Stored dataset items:
□ □ □ □ □
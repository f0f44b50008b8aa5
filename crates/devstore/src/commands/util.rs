//! Shared helpers for command handlers.

use std::io::Read;
use std::path::Path;

use serde::Serialize;

use crate::cli::GlobalOpts;
use crate::error::CliError;

/// Read the whole input: the file at `path`, or stdin for `None` / "-".
pub fn read_input(path: Option<&Path>) -> Result<String, CliError> {
    match path {
        Some(p) if p != Path::new("-") => Ok(std::fs::read_to_string(p)?),
        _ => {
            let mut buf = String::new();
            std::io::stdin().read_to_string(&mut buf)?;
            Ok(buf)
        }
    }
}

/// Render `data` as JSON, pretty unless `--compact`.
pub fn render_json<T: Serialize + ?Sized>(data: &T, global: &GlobalOpts) -> Result<String, CliError> {
    let text = if global.compact {
        serde_json::to_string(data)?
    } else {
        serde_json::to_string_pretty(data)?
    };
    Ok(text)
}
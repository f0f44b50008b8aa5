// ── Domain model ──
//
// Devices, their composite-slot element mappings, and the capabilities
// shared by every persisted entity (audit fields and metadata).

pub mod device;
pub mod entity;

pub use device::{Device, DeviceElementMapping};
pub use entity::{EntityAudit, Metadata, MetadataProvider, PersistentEntity};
□ □ □ □ □
WHAT THE TASK ASKS: Only the lines above starting with the one with "pub fn read_input(path: Option<&Path>)" and going through the one with "let text = if" are to be copied, word for word and with both ends kept.

SOLUTION BELOW:
pub fn read_input(path: Option<&Path>) -> Result<String, CliError> {
    match path {
        Some(p) if p != Path::new("-") => Ok(std::fs::read_to_string(p)?),
        _ => {
            let mut buf = String::new();
            std::io::stdin().read_to_string(&mut buf)?;
            Ok(buf)
        }
    }
}

/// Render `data` as JSON, pretty unless `--compact`.
pub fn render_json<T: Serialize + ?Sized>(data: &T, global: &GlobalOpts) -> Result<String, CliError> {
    let text = if global.compact {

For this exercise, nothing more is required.